MATCH (a:User) RETURN a.*;
-------------------
| a.name | a.age |
-------------------
| Adam | 30 |
-------------------
| Karissa | 40 |
-------------------
| Zhang | 50 |
-------------------
| Noura | 25 |
-------------------
See our doc here for more details.
Data Export
Kùzu now supports exporting query results to CSV files using the COPY TO
command. For example the following
COPY TO
statement could return the below CSV file.
COPY (MATCH (u:User) RETURN u.*) TO 'user.csv';
CSV file:
u.name,u.age
"Adam",30
"Karissa",40
"Zhang",50
"Noura",25
See Data Export for more information.
New Data Types and APIs
MAP
A MAP
is a dictionary of key-value pairs where all keys have the same type and all values have the same type. Different from STRUCT
, MAP
doesn’t require the same key to be present in each row. Therefore, MAP
is more suitable when the schema is not determined.
RETURN map([1, 2], ['a', 'b']) AS m;
--------------
| m |
--------------
| {1=a, 2=b} |
--------------
See map for more information.
UNION
Kùzu’s UNION
is implemented by taking DuckDB’s UNION
type as a reference. Similar to C++ std::variant
, UNION
is a nested data type that is capable of holding multiple alternative values with different types. The value under key “tag” is considered as the value being currently hold by the UNION
.
See union for more information.
Converting Query Results to Arrow
In previous releases, we supported converting query result to Arrow tables in our Python API.
In this release, converting to Arrow arrays are now also available in Rust, C (see kuzu_query_result_get_arrow_schema
and kuzu_query_result_get_next_arrow_chunk
), and C++ (see getArrowSchema
and getNextArrowChunk
) APIs.
NodeGroup Based Node Table Storage
This release introduces changes the storage layout of node tables.
Before this release, we used to store each column in a node table contiguously in separate files.

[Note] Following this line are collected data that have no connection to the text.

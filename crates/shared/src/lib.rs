//! Shared utilities and common types for the Leadflow backend.
//!
//! This crate provides functionality used across the other crates:
//! - JWT access tokens carrying the caller's role and company
//! - Password hashing with Argon2id
//! - Phone normalization and input validation helpers
//! - Range pagination

pub mod jwt;
pub mod pagination;
pub mod password;
pub mod validation;
//! Bearer-token authentication extractors.
//!
//! The acting identity is rebuilt from the JWT claims on every request;
//! handlers never trust a role or company sent in the body.

use std::str::FromStr;

use axum::{async_trait, extract::FromRequestParts, http::request::Parts};

use domain::models::{Actor, Role};
use shared::jwt::{extract_user_id, Claims, JwtConfig, JwtError};

use crate::app::AppState;
use crate::error::ApiError;

/// The authenticated caller.
#[derive(Debug, Clone, Copy)]
pub struct CurrentUser(pub Actor);

/// The authenticated caller, who must be an administrator.
#[derive(Debug, Clone, Copy)]
pub struct AdminUser(pub Actor);

fn bearer_token(parts: &Parts) -> Result<&str, ApiError> {
    let header = parts
        .headers
        .get("Authorization")
        .and_then(|v| v.to_str().ok())
        .ok_or_else(|| ApiError::Unauthorized("Missing Authorization header".to_string()))?;

    header
        .strip_prefix("Bearer ")
        .filter(|t| !t.is_empty())
        .ok_or_else(|| ApiError::Unauthorized("Invalid Authorization header format".to_string()))
}

fn actor_from_claims(claims: &Claims) -> Result<Actor, ApiError> {
    let user_id = extract_user_id(claims)
        .map_err(|_| ApiError::Unauthorized("Invalid token subject".to_string()))?;
    let role = Role::from_str(&claims.role)
        .map_err(|_| ApiError::Unauthorized("Invalid token role".to_string()))?;

    if role.requires_company() && claims.company_id.is_none() {
        return Err(ApiError::Unauthorized(
            "Token is missing the user's company".to_string(),
        ));
    }

    Ok(Actor {
        user_id,
        role,
        company_id: claims.company_id,
    })
}

/// Validates `token` and returns the caller it identifies.
pub fn authenticate(jwt: &JwtConfig, token: &str) -> Result<Actor, ApiError> {
    let claims = jwt.validate_token(token).map_err(|e| match e {
        JwtError::TokenExpired => ApiError::Unauthorized("Token has expired".to_string()),
        _ => ApiError::Unauthorized("Invalid or expired token".to_string()),
    })?;
    actor_from_claims(&claims)
}

#[async_trait]
impl FromRequestParts<AppState> for CurrentUser {
    type Rejection = ApiError;

    async fn from_request_parts(
        parts: &mut Parts,
        state: &AppState,
    ) -> Result<Self, Self::Rejection> {
        if let Some(actor) = parts.extensions.get::<Actor>() {
            return Ok(CurrentUser(*actor));
        }

        let actor = authenticate(&state.jwt, bearer_token(parts)?)?;
        parts.extensions.insert(actor);
        Ok(CurrentUser(actor))
    }
}

#[async_trait]
impl FromRequestParts<AppState> for AdminUser {
    type Rejection = ApiError;

    async fn from_request_parts(
        parts: &mut Parts,
        state: &AppState,
    ) -> Result<Self, Self::Rejection> {
        let CurrentUser(actor) = CurrentUser::from_request_parts(parts, state).await?;
        match actor.role {
            Role::Admin => Ok(AdminUser(actor)),
            Role::Coordinator | Role::Agent => Err(ApiError::Forbidden(
                "Administrator access required".to_string(),
            )),
        }
    }
}

#[cfg(test)]
mod tests {
    use super::*;
    use shared::jwt::TokenSubject;

    fn jwt() -> JwtConfig {
        JwtConfig::new("extractor-test-secret-1234", 600, 0).unwrap()
    }

    fn token(role: &str, company_id: Option<i64>) -> String {
        jwt()
            .generate_access_token(TokenSubject {
                user_id: 30,
                role,
                company_id,
            })
            .unwrap()
            .0
    }

    #[test]
    fn test_agent_token_becomes_actor() {
        let actor = authenticate(&jwt(), &token("agente", Some(7))).unwrap();
        assert_eq!(
            actor,
            Actor {
                user_id: 30,
                role: Role::Agent,
                company_id: Some(7)
            }
        );
    }

    #[test]
    fn test_admin_token_has_no_company() {
        let actor = authenticate(&jwt(), &token("administrador", None)).unwrap();
        assert_eq!(actor.role, Role::Admin);
        assert_eq!(actor.company_id, None);
    }

    #[test]
    fn test_company_role_without_company_is_rejected() {
        assert!(matches!(
            authenticate(&jwt(), &token("coordinador", None)),
            Err(ApiError::Unauthorized(_))
        ));
    }

    #[test]
    fn test_unknown_role_is_rejected() {
        assert!(matches!(
            authenticate(&jwt(), &token("superuser", None)),
            Err(ApiError::Unauthorized(_))
        ));
    }

    #[test]
    fn test_token_from_other_secret_is_rejected() {
        let other = JwtConfig::new("a-completely-different-secret", 600, 0).unwrap();
        let (foreign, _) = other
            .generate_access_token(TokenSubject {
                user_id: 1,
                role: "administrador",
                company_id: None,
            })
            .unwrap();
        assert!(authenticate(&jwt(), &foreign).is_err());
    }
}
//! HTTP route handlers.

pub mod auth;
pub mod companies;
pub mod health;
pub mod lead_requests;
pub mod leads;
pub mod returns;
pub mod users;
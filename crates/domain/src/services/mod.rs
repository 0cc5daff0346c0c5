//! Domain services for Leadflow.
//!
//! Services contain the decision logic that operates on domain models. They
//! perform no I/O; callers load snapshots and persist the returned patches.

pub mod import;
pub mod integration;
pub mod lifecycle;
pub mod quota;
pub mod returns;

pub use integration::{
    AssignmentMirror, IntegrationOutcome, MockAssignmentMirror, MockPartnerGateway,
    PartnerEndpoint, PartnerGateway, PartnerResponse,
};
pub use quota::{check_request_quota, QuotaStatus, QuotaUsage};
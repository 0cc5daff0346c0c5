//! Agent lead requests: quota, creation, decisions.

use std::sync::Arc;

use chrono::Utc;
use sqlx::PgPool;

use domain::models::lead_request::{
    ApproveRequestBody, CreateRequestResponse, ListRequestsQuery, RejectRequestBody,
    RequestDecisionResponse,
};
use domain::models::{Actor, Company, Lead, LeadRequest, LeadRequestStatus, Role};
use domain::services::{check_request_quota, AssignmentMirror, QuotaStatus};
use domain::LeadError;
use persistence::repositories::{
    ApproveOutcome, CompanyRepository, LeadRepository, LeadRequestRepository,
    ListLeadRequestsQuery, UserRepository,
};

use crate::middleware::metrics::{record_lead_assigned, record_lead_request};
use crate::services::{describe_conflict, mirror_assignment};

fn agent_company(actor: &Actor) -> Result<i64, LeadError> {
    match (actor.role, actor.company_id) {
        (Role::Agent, Some(company_id)) => Ok(company_id),
        _ => Err(LeadError::Permission("Only agents can request leads".into())),
    }
}

/// Admins decide any request; coordinators those of their company.
fn ensure_can_decide(actor: &Actor, request: &LeadRequest) -> Result<(), LeadError> {
    match actor.role {
        Role::Admin => Ok(()),
        Role::Coordinator if actor.company_id == Some(request.company_id) => Ok(()),
        Role::Coordinator | Role::Agent => Err(LeadError::Permission(
            "Only the company's coordinators can decide this request".into(),
        )),
    }
}

pub struct LeadRequestService {
    pool: PgPool,
    mirror: Arc<dyn AssignmentMirror>,
}

impl LeadRequestService {
    pub fn new(pool: PgPool, mirror: Arc<dyn AssignmentMirror>) -> Self {
        Self { pool, mirror }
    }

    fn requests(&self) -> LeadRequestRepository {
        LeadRequestRepository::new(self.pool.clone())
    }

    async fn company(&self, id: i64) -> Result<Company, LeadError> {
        CompanyRepository::new(self.pool.clone())
            .find_by_id(id)
            .await?
            .map(Company::from)
            .ok_or_else(|| LeadError::NotFound(format!("Company {}", id)))
    }

    async fn load(&self, id: i64) -> Result<LeadRequest, LeadError> {
        self.requests()
            .find_by_id(id)
            .await?
            .map(LeadRequest::from)
            .ok_or_else(|| LeadError::NotFound(format!("Request {}", id)))
    }

    /// Whether the agent may raise a new request right now.
    pub async fn quota(&self, actor: &Actor) -> Result<QuotaStatus, LeadError> {
        let company_id = agent_company(actor)?;
        let company = self.company(company_id).await?;
        let usage = self.requests().quota_usage(actor.user_id).await?;
        Ok(QuotaStatus::evaluate(usage, company.request_cap()))
    }

    /// Raises a request; automatic companies resolve it immediately.
    pub async fn create(&self, actor: &Actor) -> Result<CreateRequestResponse, LeadError> {
        let company_id = agent_company(actor)?;
        let company = self.company(company_id).await?;
        let cap = company.request_cap();

        let created = self
            .requests()
            .create_within_quota(actor.user_id, company_id, |usage| {
                check_request_quota(usage, cap)
            })
            .await;

        let entity = match created {
            Ok(entity) => entity,
            Err(err @ LeadError::QuotaExceeded(reason)) => {
                record_lead_request("quota_exceeded");
                tracing::info!(
                    user_id = actor.user_id,
                    company_id,
                    reason = %reason,
                    "Lead request refused by quota"
                );
                return Err(err);
            }
            Err(err) => return Err(err),
        };

        tracing::info!(
            request_id = entity.id,
            user_id = actor.user_id,
            company_id,
            "Lead request created"
        );

        if !company.auto_assign {
            record_lead_request("pending");
            return Ok(CreateRequestResponse {
                request: entity.into(),
                auto_assigned: false,
                warning: None,
            });
        }

        let decision = self.settle(entity.id, None, None).await?;
        Ok(CreateRequestResponse {
            request: decision.request,
            auto_assigned: true,
            warning: decision.warning,
        })
    }

    /// Runs the approve transaction and reports its outcome.
    async fn settle(
        &self,
        request_id: i64,
        decided_by: Option<i64>,
        lead_id: Option<i64>,
    ) -> Result<RequestDecisionResponse, LeadError> {
        match self
            .requests()
            .approve(request_id, decided_by, lead_id, Utc::now())
            .await?
        {
            ApproveOutcome::Approved { request, lead } => {
                let request = LeadRequest::from(request);
                let lead = Lead::from(lead);
                record_lead_request("approved");
                record_lead_assigned("agent", 1);
                tracing::info!(
                    request_id,
                    lead_id = lead.id,
                    user_id = request.agent_id,
                    company_id = request.company_id,
                    decided_by = ?decided_by,
                    "Lead request approved"
                );
                let warning = mirror_assignment(self.mirror.as_ref(), &lead).await;
                Ok(RequestDecisionResponse {
                    request,
                    lead: Some(lead),
                    warning,
                })
            }
            ApproveOutcome::RejectedNoLeads(request) => {
                record_lead_request("rejected");
                tracing::info!(
                    request_id,
                    company_id = request.company_id,
                    "Lead request rejected: no unassigned leads"
                );
                Ok(RequestDecisionResponse {
                    request: request.into(),
                    lead: None,
                    warning: None,
                })
            }
            ApproveOutcome::LeadUnavailable => {
                let lead_id = lead_id.unwrap_or_default();
                let leads = LeadRepository::new(self.pool.clone());
                let err = match leads.find_by_id(lead_id).await? {
                    None => LeadError::NotFound(format!("Lead {}", lead_id)),
                    Some(lead) => match lead.user_id {
                        Some(owner) => LeadError::owned_by(owner),
                        None => LeadError::conflict(format!(
                            "Lead {} is not an active unassigned lead of the request's company",
                            lead_id
                        )),
                    },
                };
                Err(describe_conflict(&UserRepository::new(self.pool.clone()), err).await)
            }
            ApproveOutcome::NotPending(request) => {
                LeadRequest::from(request).ensure_pending()?;
                Err(LeadError::conflict(format!(
                    "Request {} is no longer pending",
                    request_id
                )))
            }
            ApproveOutcome::NotFound => Err(LeadError::NotFound(format!("Request {}", request_id))),
        }
    }

    pub async fn list(
        &self,
        actor: &Actor,
        query: &ListRequestsQuery,
    ) -> Result<Vec<LeadRequest>, LeadError> {
        let scope = match actor.role {
            Role::Admin => ListLeadRequestsQuery::default(),
            Role::Coordinator => ListLeadRequestsQuery {
                company_id: actor.company_id,
                ..Default::default()
            },
            Role::Agent => ListLeadRequestsQuery {
                agent_id: Some(actor.user_id),
                ..Default::default()
            },
        };
        let filter = ListLeadRequestsQuery {
            status: query.status.map(Into::into),
            ..scope
        };

        Ok(self
            .requests()
            .list(&filter)
            .await?
            .into_iter()
            .map(LeadRequest::from)
            .collect())
    }

    /// Grants a lead: the given one, or the company's most recent
    /// unassigned lead. With none available the request is rejected.
    pub async fn approve(
        &self,
        actor: &Actor,
        id: i64,
        body: &ApproveRequestBody,
    ) -> Result<RequestDecisionResponse, LeadError> {
        let request = self.load(id).await?;
        ensure_can_decide(actor, &request)?;
        request.ensure_pending()?;

        self.settle(id, Some(actor.user_id), body.lead_id).await
    }

    pub async fn reject(
        &self,
        actor: &Actor,
        id: i64,
        body: &RejectRequestBody,
    ) -> Result<LeadRequest, LeadError> {
        let request = self.load(id).await?;
        ensure_can_decide(actor, &request)?;
        request.ensure_pending()?;

        let reason = body
            .reason
            .as_deref()
            .map(str::trim)
            .filter(|r| !r.is_empty());
        let rejected = self
            .requests()
            .reject(id, actor.user_id, reason, Utc::now())
            .await?;

        match rejected {
            Some(entity) => {
                record_lead_request("rejected");
                tracing::info!(request_id = id, decided_by = actor.user_id, "Lead request rejected");
                Ok(entity.into())
            }
            None => Err(self.no_longer_pending(id).await),
        }
    }

    /// Withdraws a pending request; only its agent may do so.
    pub async fn cancel(&self, actor: &Actor, id: i64) -> Result<LeadRequest, LeadError> {
        let request = self.load(id).await?;
        if request.agent_id != actor.user_id {
            return Err(LeadError::Permission(
                "Only the requesting agent can cancel a request".into(),
            ));
        }
        request.ensure_pending()?;

        match self.requests().cancel(id, actor.user_id, Utc::now()).await? {
            Some(entity) => {
                record_lead_request("cancelled");
                tracing::info!(request_id = id, user_id = actor.user_id, "Lead request cancelled");
                Ok(entity.into())
            }
            None => Err(self.no_longer_pending(id).await),
        }
    }

    async fn no_longer_pending(&self, id: i64) -> LeadError {
        match self.load(id).await {
            Ok(request) if request.status != LeadRequestStatus::Pending => request
                .ensure_pending()
                .err()
                .unwrap_or_else(|| LeadError::conflict(format!("Request {} changed", id))),
            Ok(_) => LeadError::conflict(format!("Request {} changed; retry", id)),
            Err(err) => err,
        }
    }
}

Each column contains one data file (e.g., n-1.col
) and one null file (e.g., n-1.null
) if the column may contain null values.
This design posed two problems: 1) it requires maintaining many files in the database directory, which may lead to too many open files
error; 2) it is not suitable for data compression. Although we still don’t implement compression yet (this will wait until the next few releases), this design would force us to adopt a single compression technique for the entire column.
Instead, partitioning each column into multiple chunks can offer more flexibility as each column chunk can be compressed and decompressed independently.
In this release, we introduced the concept NodeGroup, which is equivalent to RowGroup and represents a horizontal partition of a table.1
With node group-based storage design, we also store data of all columns in a single file data.kz
.2
This will enable more powerful compression schemes, e.g., constant compression, bit-packing, dictionary compression in the coming releases.
For details on our new design, please visit this issue.
Unnesting Arbitrary Subqueries
Consider the following query that finds the name of users a
who have at least 1 user b
who is younger than a
:
MATCH (a:User)
WHERE EXISTS { MATCH (a)-[:Follows]->(b:User) WHERE a.age > b.age}
RETURN a.name;
The query inside EXISTS
is a correlated subquery and very expensive to evaluate because the inner subquery needs to be evaluated for each a
with a nested loop join operator (which is often an inefficient way to evaluate joins). In this release, we implemented an optimization that unnests correlated subqueries based on the techniques adopted from this paper Unnesting Arbitrary Queries by Neumann and Kemper. This allows us to use hash joins instead of nested loop joins and execute these queries much faster. More details will come in a separate blog post on both this technique and how much gains we obtain.